**Your task:**
The answer must be a single number: how many lines below contain "VmManager".

**Records provided:**
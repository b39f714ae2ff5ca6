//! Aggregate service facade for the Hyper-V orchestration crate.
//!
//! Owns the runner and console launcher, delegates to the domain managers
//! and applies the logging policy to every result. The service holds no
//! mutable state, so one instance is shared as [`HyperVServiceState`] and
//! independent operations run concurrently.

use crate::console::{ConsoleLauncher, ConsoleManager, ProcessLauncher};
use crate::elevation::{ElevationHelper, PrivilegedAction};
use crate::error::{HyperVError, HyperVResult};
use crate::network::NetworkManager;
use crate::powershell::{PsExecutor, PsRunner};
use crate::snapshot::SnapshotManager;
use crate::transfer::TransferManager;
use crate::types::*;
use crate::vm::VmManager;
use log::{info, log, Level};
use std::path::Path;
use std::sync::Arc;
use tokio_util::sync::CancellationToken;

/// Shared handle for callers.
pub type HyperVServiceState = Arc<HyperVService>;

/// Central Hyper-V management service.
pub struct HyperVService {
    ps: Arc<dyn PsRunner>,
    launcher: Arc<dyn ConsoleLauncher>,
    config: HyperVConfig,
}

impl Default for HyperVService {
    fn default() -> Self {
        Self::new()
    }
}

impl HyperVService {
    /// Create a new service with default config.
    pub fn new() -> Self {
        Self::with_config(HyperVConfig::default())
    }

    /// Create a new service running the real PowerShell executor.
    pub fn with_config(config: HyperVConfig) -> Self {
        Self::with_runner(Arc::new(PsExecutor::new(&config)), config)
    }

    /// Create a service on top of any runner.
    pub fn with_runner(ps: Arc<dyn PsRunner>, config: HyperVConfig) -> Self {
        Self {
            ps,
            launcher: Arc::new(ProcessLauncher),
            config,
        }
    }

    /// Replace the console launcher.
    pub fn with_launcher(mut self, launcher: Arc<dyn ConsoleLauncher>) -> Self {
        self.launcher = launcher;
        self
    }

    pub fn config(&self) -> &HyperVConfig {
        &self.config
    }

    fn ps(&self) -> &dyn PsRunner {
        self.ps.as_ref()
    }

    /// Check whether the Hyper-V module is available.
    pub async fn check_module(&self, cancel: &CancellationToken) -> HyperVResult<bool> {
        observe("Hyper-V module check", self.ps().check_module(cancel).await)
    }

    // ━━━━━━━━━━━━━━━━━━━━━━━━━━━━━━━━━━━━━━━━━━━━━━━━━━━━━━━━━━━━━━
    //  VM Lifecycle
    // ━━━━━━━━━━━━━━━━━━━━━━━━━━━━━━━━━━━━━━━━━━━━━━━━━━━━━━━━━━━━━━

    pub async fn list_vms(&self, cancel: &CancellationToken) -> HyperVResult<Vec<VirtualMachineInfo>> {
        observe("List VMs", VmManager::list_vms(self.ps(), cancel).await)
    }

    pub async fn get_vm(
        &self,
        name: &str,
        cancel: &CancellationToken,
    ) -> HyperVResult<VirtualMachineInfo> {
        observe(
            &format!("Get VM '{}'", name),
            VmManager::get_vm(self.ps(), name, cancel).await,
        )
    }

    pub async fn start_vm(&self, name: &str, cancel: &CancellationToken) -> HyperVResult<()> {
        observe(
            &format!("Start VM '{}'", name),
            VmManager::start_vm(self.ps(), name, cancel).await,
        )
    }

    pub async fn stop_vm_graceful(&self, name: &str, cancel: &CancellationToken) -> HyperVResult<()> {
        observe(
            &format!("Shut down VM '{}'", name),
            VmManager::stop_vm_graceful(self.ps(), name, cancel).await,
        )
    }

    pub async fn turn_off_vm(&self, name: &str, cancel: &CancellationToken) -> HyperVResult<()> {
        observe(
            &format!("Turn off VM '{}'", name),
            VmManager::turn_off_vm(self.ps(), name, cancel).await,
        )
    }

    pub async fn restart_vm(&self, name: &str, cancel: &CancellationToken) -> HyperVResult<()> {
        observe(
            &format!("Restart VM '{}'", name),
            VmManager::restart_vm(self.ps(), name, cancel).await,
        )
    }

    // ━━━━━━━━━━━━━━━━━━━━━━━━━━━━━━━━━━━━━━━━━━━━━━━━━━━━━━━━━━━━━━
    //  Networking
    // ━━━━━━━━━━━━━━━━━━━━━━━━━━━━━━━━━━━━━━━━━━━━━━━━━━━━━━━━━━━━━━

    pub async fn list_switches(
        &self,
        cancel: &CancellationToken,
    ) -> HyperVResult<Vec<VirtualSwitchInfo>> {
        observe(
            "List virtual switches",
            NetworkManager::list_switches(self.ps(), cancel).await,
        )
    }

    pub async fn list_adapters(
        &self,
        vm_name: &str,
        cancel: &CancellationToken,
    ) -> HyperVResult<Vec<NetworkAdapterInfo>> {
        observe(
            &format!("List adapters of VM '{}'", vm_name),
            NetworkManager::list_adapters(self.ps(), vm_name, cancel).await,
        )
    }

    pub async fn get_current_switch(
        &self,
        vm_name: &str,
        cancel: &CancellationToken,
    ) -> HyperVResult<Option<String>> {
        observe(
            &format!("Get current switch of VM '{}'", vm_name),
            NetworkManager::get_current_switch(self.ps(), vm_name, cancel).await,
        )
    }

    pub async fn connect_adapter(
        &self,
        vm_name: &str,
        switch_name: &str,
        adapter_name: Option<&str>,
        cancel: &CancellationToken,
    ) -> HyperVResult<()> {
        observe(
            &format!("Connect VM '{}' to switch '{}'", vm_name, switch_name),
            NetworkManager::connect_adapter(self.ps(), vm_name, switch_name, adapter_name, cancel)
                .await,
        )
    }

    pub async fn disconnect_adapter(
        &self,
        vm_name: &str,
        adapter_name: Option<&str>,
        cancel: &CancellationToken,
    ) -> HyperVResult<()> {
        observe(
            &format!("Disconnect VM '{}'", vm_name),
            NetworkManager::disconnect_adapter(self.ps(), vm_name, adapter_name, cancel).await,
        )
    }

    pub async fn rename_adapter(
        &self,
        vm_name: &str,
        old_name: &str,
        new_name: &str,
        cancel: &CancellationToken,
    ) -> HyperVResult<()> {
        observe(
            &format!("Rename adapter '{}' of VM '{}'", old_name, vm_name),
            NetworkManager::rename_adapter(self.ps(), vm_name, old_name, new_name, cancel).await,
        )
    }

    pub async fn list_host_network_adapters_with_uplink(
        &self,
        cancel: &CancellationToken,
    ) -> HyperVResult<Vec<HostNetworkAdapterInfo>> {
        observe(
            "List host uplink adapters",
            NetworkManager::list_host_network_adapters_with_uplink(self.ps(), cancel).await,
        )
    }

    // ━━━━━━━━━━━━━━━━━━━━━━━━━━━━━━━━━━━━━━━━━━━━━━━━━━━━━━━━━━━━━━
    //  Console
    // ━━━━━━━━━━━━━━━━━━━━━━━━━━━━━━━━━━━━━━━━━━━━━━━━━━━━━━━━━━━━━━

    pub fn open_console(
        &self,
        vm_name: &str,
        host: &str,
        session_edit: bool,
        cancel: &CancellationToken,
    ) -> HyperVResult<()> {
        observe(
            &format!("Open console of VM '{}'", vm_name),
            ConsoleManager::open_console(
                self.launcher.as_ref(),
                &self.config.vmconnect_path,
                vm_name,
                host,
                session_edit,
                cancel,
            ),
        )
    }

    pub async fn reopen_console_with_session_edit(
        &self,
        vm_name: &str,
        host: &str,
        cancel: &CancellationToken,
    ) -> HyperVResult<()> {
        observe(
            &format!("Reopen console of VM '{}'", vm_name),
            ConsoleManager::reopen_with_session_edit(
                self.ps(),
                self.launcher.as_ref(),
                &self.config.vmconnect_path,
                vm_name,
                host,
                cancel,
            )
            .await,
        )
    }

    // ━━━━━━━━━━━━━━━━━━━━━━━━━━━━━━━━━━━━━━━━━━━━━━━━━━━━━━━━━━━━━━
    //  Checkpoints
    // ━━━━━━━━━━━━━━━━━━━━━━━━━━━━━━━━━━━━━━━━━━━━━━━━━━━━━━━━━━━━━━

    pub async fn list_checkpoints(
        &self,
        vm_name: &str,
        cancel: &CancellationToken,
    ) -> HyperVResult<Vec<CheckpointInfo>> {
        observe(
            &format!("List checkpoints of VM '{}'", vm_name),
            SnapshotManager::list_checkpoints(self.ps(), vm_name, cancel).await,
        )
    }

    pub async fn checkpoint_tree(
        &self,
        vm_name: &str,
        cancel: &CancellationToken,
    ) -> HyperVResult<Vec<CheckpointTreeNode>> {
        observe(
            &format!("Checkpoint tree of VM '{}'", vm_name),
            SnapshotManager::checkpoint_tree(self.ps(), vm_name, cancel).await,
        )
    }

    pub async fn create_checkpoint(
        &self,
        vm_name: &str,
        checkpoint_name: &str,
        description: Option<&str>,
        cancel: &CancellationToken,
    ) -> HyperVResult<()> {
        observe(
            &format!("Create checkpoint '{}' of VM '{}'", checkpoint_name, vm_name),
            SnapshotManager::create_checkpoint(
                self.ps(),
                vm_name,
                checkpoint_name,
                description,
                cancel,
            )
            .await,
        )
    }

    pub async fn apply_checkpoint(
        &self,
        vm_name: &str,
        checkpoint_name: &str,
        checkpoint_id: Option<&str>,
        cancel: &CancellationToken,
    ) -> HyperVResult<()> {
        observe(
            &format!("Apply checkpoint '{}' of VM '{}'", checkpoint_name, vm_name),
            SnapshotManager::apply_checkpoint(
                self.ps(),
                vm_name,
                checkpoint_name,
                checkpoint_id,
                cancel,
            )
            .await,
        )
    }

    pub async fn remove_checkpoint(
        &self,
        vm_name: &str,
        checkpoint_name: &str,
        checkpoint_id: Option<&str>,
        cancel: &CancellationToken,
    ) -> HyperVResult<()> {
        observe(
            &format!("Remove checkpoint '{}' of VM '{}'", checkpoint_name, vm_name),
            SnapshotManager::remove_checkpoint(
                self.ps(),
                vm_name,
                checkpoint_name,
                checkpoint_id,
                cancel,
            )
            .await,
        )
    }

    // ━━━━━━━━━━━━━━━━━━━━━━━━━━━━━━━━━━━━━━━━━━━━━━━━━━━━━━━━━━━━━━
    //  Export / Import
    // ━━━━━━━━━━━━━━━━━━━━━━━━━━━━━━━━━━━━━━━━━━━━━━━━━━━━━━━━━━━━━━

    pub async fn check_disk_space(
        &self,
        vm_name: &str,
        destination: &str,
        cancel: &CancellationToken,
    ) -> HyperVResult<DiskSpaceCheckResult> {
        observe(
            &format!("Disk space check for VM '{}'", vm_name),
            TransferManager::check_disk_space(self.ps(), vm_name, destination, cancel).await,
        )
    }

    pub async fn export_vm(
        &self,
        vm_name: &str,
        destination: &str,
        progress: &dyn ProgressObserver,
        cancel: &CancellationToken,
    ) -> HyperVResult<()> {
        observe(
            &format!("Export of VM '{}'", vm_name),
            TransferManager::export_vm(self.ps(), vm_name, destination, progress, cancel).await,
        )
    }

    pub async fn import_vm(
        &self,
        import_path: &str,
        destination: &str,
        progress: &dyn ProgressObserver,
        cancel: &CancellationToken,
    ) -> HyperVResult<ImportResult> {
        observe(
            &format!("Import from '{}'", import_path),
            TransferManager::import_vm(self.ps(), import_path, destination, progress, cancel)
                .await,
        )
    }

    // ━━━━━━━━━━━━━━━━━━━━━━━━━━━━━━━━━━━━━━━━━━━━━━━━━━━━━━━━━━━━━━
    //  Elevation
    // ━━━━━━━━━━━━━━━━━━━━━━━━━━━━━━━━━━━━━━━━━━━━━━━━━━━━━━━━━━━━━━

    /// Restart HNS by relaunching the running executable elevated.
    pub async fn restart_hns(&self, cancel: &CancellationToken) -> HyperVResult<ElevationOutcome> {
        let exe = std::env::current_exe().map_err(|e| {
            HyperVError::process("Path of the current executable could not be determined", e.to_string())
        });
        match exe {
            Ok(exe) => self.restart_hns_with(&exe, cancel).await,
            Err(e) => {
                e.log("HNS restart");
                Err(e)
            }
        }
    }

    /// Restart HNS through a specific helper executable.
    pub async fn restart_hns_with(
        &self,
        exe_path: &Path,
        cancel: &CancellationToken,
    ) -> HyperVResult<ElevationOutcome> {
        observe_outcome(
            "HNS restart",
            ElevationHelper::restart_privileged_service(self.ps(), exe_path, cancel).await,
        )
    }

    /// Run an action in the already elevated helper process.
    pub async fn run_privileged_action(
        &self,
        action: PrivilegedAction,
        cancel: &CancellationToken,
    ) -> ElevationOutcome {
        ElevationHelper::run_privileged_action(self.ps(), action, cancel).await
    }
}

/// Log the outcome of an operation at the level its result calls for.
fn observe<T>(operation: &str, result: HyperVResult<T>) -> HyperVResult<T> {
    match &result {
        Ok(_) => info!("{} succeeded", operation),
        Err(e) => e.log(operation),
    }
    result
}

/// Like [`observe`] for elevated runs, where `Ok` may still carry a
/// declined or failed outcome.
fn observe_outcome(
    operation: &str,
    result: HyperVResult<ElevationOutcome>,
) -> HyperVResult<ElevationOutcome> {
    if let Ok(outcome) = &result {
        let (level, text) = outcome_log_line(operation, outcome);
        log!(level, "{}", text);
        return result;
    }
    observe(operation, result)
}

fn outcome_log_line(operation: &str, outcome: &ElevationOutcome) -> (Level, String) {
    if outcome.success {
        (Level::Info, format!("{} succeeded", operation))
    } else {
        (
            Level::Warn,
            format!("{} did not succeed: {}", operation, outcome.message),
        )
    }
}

**Task solution:**
7